Data records
*** Block opens ***

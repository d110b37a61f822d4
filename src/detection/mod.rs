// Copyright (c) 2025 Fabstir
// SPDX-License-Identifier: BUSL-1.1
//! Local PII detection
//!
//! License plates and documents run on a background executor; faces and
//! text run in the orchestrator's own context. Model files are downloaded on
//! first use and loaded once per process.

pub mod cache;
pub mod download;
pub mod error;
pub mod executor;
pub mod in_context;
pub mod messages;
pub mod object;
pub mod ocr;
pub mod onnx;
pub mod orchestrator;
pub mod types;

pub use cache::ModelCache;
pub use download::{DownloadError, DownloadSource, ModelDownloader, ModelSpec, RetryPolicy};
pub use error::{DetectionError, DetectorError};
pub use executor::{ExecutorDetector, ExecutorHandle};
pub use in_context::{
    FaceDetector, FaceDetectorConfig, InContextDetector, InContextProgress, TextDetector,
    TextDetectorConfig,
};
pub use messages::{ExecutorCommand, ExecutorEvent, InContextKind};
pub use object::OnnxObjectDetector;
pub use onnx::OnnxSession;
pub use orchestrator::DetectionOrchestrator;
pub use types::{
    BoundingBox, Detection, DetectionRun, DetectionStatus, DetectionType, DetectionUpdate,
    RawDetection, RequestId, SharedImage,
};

*** Block closes ***
*** Block opens ***

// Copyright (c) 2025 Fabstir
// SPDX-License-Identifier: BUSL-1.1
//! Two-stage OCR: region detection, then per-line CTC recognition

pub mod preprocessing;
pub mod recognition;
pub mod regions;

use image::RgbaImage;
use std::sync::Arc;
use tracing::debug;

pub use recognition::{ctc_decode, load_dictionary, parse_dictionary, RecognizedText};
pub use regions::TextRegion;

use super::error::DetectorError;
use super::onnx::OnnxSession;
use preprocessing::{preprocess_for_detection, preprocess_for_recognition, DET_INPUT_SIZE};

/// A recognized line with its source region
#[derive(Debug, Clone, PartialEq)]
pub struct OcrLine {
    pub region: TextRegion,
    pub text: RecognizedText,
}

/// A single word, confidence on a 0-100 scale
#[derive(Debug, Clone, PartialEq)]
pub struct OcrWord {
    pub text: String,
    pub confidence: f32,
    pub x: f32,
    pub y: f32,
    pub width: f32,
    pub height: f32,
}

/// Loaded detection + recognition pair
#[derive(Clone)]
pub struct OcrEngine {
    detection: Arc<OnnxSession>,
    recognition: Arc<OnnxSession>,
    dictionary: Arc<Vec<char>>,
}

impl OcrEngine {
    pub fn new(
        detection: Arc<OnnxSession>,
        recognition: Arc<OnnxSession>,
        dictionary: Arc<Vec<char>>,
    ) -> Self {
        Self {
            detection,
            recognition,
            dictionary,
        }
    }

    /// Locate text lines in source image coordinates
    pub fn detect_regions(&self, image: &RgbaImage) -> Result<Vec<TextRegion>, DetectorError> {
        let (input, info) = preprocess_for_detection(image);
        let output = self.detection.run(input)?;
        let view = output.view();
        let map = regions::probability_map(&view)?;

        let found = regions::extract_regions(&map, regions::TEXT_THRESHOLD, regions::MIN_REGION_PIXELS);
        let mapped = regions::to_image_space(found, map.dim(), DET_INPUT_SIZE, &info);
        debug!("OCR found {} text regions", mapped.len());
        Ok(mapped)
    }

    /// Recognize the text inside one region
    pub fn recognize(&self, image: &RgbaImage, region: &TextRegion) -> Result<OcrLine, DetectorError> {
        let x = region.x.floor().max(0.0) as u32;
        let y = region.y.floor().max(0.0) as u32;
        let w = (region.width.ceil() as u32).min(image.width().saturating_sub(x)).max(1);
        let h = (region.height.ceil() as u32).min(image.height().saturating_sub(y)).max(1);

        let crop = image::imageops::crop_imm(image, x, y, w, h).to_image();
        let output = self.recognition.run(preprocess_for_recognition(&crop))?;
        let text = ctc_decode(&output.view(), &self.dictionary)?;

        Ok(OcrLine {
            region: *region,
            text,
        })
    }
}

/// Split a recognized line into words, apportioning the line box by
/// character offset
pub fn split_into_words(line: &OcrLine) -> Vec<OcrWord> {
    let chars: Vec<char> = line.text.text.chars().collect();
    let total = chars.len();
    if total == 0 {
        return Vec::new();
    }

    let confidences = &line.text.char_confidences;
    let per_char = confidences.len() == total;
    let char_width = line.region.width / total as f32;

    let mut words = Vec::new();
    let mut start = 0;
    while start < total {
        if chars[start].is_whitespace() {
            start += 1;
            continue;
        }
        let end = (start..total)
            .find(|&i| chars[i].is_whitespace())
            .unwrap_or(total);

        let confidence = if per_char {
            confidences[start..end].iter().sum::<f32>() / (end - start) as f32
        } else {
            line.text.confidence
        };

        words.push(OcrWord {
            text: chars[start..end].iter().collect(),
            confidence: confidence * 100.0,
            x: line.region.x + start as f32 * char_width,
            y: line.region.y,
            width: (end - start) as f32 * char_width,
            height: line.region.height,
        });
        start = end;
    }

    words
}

*** Block closes ***

Go through the entries above and count the lines containing the word "messages"; give only that count.

2